# DATA TO USE:
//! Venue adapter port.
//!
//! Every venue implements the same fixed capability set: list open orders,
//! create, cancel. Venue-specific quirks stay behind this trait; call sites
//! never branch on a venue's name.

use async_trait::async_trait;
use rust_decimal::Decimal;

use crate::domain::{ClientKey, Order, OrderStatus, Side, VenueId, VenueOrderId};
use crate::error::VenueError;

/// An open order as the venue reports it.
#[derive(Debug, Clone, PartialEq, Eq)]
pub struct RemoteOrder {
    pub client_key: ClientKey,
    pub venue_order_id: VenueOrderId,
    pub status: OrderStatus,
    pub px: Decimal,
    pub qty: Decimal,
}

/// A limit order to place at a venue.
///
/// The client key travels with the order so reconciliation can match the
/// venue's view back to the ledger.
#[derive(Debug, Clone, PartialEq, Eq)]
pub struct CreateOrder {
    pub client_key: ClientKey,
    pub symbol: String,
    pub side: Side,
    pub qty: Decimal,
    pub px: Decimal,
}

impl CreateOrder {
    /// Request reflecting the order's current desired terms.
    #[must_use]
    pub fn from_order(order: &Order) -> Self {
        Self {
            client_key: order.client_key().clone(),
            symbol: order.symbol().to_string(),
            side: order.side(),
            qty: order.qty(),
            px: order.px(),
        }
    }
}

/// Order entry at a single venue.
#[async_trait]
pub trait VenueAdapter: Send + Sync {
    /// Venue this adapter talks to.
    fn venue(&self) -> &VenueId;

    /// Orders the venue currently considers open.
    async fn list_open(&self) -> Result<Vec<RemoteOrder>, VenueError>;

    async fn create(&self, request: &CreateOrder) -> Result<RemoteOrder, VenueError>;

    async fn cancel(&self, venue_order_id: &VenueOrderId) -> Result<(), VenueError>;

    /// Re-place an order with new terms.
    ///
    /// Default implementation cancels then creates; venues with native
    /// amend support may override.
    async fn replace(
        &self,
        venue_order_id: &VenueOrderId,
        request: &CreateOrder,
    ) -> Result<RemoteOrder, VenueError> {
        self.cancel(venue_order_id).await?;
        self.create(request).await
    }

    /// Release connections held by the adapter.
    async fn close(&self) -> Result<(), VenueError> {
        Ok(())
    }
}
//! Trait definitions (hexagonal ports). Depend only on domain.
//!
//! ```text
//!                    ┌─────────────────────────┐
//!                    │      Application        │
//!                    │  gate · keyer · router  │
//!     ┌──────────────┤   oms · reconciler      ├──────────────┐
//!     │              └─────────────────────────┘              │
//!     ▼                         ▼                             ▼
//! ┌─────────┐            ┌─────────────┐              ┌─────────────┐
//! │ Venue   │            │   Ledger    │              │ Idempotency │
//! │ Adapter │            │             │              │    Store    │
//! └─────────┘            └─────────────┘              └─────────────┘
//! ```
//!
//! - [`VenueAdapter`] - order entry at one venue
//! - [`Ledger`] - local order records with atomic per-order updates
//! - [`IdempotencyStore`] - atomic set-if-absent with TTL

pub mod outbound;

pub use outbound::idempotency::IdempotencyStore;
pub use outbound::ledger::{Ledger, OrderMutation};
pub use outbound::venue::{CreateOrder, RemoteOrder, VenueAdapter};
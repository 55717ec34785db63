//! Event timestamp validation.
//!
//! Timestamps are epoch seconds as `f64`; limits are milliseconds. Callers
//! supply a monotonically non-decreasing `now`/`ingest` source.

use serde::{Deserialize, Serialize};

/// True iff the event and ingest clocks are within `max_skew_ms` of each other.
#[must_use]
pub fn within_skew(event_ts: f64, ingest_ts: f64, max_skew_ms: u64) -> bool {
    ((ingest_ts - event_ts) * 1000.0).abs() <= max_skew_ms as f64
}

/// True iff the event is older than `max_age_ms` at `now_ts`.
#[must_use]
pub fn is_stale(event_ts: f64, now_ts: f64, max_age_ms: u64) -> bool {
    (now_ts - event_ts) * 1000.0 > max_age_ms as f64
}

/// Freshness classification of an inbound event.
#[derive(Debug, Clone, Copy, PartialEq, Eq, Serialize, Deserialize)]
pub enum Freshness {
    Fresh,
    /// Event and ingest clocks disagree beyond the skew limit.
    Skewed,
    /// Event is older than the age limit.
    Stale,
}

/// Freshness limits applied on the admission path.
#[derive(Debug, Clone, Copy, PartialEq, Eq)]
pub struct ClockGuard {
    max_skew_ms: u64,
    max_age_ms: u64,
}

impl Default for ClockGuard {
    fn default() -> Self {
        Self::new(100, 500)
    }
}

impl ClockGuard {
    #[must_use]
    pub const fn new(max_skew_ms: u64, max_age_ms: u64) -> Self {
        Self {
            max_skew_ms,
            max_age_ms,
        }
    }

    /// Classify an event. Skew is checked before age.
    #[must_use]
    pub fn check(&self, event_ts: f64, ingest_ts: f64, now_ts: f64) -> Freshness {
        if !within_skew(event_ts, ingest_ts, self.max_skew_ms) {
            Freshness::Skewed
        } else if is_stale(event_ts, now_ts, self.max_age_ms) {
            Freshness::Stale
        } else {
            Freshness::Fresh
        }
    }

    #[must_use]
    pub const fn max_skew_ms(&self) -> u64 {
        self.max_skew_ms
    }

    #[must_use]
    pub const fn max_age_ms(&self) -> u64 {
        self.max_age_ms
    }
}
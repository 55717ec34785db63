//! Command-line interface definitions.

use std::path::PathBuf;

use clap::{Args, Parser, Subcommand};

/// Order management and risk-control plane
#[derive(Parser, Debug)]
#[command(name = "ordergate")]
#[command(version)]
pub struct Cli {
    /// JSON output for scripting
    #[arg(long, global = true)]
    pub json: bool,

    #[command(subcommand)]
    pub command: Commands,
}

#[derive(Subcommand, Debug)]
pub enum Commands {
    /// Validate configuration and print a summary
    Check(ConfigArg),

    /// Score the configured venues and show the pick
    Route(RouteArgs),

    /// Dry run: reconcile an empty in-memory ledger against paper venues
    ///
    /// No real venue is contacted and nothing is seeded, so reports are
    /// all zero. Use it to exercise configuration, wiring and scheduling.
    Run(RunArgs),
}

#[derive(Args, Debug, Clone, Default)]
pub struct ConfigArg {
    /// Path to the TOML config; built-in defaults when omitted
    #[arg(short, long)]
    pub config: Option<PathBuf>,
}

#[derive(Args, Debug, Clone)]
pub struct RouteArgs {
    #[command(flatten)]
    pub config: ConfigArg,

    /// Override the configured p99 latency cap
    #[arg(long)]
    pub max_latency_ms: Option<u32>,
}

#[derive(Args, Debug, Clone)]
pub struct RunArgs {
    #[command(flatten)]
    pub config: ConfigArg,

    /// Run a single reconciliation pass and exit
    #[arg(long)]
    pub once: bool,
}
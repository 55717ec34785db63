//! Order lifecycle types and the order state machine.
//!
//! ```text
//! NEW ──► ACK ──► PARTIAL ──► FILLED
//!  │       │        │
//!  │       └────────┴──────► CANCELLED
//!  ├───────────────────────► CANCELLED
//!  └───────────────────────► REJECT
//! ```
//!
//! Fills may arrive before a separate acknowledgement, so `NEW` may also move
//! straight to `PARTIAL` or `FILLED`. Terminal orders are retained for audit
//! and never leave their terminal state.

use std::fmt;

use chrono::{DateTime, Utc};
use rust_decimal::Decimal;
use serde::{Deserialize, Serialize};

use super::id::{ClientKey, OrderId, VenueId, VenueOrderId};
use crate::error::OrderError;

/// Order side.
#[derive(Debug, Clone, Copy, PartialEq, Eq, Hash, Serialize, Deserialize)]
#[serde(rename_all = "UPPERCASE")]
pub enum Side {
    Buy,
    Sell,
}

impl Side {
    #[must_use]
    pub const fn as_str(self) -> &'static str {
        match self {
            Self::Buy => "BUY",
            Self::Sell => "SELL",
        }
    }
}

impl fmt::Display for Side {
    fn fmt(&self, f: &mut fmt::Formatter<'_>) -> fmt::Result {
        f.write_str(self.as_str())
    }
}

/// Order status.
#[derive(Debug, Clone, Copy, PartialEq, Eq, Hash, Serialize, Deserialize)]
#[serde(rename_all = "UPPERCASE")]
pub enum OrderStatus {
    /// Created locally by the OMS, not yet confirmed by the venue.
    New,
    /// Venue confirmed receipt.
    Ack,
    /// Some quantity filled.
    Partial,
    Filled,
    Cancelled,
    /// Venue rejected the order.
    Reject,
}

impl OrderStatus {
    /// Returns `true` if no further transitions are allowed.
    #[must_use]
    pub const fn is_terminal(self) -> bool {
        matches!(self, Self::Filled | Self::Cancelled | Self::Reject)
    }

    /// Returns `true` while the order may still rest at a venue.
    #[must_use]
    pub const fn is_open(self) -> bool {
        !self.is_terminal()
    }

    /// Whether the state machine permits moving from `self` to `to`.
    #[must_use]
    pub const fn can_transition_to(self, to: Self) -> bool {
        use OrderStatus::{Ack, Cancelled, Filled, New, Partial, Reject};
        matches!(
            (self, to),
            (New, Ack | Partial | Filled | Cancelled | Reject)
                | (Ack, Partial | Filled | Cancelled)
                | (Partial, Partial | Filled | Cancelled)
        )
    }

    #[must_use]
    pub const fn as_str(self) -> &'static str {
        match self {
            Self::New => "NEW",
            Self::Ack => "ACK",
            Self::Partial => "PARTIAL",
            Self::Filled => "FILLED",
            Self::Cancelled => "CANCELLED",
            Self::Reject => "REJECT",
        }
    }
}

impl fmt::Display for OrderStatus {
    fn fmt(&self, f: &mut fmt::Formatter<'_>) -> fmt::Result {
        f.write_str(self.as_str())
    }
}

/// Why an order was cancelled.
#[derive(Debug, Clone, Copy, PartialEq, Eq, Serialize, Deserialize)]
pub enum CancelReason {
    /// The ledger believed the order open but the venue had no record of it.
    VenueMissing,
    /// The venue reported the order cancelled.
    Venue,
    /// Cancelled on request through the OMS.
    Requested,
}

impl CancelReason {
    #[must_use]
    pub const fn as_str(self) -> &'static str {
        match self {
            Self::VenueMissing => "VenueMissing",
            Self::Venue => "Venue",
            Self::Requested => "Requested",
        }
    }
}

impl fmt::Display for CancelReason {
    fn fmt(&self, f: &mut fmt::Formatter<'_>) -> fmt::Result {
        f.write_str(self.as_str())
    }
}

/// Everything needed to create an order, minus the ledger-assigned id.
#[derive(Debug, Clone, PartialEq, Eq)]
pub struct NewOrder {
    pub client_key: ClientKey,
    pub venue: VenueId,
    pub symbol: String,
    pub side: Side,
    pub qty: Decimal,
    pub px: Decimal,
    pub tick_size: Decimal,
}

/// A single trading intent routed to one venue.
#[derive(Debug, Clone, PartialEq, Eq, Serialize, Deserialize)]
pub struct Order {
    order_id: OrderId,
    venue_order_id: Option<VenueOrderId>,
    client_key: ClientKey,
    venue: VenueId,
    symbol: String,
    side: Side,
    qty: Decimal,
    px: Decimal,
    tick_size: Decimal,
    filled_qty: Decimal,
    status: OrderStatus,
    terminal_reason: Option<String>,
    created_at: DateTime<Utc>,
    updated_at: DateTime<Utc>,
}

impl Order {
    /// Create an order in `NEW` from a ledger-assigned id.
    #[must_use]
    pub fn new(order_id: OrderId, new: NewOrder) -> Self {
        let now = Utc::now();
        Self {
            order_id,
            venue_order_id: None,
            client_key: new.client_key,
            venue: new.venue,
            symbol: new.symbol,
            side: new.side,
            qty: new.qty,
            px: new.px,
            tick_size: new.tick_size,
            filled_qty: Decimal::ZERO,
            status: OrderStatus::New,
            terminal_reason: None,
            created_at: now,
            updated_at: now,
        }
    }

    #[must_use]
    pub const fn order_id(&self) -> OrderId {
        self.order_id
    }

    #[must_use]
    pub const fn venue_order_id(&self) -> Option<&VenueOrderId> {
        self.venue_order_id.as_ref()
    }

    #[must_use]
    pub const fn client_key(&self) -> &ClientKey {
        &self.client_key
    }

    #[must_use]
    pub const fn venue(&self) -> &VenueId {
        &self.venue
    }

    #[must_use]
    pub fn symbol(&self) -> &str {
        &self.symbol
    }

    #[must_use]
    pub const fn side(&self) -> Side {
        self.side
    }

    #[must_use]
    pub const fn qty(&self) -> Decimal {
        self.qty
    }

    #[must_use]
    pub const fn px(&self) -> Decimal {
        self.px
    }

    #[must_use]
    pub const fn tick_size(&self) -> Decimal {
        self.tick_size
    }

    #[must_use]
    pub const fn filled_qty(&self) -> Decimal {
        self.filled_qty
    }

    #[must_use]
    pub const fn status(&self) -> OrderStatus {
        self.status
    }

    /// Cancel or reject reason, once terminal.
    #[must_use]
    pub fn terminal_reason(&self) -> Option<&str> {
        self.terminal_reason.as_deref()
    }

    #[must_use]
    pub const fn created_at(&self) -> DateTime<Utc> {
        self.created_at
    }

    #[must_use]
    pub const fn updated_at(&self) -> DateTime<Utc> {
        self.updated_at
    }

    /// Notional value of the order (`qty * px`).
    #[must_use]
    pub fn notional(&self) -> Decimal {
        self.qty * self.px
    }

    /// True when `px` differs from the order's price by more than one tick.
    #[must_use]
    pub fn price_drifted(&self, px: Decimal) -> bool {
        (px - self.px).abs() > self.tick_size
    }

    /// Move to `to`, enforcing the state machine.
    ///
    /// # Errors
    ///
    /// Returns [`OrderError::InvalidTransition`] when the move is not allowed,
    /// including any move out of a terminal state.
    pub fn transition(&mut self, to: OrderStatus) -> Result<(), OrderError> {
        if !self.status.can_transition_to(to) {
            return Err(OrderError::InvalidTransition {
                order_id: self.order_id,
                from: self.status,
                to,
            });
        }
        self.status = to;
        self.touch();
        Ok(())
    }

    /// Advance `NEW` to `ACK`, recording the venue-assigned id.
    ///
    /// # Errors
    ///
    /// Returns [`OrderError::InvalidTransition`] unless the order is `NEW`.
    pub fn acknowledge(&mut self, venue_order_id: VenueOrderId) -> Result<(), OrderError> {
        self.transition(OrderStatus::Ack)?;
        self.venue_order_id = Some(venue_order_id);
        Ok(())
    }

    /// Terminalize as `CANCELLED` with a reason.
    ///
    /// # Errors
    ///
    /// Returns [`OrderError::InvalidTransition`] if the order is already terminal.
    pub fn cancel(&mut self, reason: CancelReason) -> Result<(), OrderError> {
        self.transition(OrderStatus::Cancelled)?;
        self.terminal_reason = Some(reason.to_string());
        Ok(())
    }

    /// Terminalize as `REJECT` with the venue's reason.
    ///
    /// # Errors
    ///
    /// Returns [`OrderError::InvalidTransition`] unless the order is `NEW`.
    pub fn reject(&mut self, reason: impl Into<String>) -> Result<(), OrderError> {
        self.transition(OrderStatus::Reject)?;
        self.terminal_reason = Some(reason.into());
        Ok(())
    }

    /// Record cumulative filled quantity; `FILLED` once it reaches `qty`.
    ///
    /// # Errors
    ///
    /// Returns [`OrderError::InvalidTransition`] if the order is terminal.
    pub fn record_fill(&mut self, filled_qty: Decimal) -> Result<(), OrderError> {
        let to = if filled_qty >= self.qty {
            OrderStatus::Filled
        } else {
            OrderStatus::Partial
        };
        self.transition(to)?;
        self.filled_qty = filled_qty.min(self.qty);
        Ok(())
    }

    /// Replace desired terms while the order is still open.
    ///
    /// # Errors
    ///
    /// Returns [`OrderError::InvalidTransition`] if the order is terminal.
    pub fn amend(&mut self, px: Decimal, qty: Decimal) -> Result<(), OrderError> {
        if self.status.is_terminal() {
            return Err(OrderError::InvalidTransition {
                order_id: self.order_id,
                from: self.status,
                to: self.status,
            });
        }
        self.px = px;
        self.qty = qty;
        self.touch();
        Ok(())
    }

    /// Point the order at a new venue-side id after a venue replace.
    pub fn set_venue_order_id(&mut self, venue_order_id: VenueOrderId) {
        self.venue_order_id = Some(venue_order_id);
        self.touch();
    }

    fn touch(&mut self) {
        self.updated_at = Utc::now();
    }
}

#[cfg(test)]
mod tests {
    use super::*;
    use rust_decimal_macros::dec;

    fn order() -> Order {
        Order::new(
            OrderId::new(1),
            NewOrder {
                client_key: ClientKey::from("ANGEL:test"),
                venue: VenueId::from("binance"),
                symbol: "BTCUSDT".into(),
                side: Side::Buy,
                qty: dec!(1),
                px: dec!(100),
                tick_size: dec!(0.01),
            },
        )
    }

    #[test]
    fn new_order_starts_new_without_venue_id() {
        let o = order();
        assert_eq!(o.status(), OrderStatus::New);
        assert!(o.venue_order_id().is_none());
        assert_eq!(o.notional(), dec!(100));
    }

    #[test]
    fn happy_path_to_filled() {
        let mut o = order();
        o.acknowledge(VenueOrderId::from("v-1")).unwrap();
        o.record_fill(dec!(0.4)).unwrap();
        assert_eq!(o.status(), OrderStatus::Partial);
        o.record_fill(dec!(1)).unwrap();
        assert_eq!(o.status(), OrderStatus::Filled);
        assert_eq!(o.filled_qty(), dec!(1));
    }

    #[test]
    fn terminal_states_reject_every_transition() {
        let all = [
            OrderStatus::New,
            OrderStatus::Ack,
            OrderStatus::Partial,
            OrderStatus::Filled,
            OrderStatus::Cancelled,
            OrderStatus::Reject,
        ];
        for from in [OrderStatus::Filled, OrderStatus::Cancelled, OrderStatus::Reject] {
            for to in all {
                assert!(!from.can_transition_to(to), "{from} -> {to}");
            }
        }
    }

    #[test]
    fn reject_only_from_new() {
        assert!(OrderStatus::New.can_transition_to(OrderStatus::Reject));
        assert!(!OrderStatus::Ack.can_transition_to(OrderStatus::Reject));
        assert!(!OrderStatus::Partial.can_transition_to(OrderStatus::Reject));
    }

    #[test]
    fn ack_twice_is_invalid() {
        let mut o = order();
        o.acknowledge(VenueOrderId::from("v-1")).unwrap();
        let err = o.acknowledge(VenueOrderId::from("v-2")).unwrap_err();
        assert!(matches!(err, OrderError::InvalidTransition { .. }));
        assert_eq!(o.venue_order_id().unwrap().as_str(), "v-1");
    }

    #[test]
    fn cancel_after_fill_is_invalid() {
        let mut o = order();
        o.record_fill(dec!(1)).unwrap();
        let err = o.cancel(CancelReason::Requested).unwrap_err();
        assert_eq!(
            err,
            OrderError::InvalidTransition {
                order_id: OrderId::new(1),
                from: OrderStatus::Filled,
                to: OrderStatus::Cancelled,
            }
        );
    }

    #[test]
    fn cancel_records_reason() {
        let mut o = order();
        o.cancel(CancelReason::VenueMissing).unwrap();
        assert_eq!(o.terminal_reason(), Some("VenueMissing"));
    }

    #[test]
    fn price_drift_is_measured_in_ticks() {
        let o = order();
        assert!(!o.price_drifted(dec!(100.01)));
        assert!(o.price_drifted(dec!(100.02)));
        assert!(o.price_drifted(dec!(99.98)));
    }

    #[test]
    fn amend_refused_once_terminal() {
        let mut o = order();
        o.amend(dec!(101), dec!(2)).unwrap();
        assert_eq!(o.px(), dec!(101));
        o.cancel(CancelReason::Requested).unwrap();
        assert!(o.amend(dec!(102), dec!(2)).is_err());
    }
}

# INSTRUCTIONS TO FOLLOW:
Exactly as written, please reproduce the lines from the first line of the data to the line containing "use crate::error::VenueError;", inclusive, and nothing else.

# WRITTEN REPLY:
//! Venue adapter port.
//!
//! Every venue implements the same fixed capability set: list open orders,
//! create, cancel. Venue-specific quirks stay behind this trait; call sites
//! never branch on a venue's name.

use async_trait::async_trait;
use rust_decimal::Decimal;

use crate::domain::{ClientKey, Order, OrderStatus, Side, VenueId, VenueOrderId};
use crate::error::VenueError;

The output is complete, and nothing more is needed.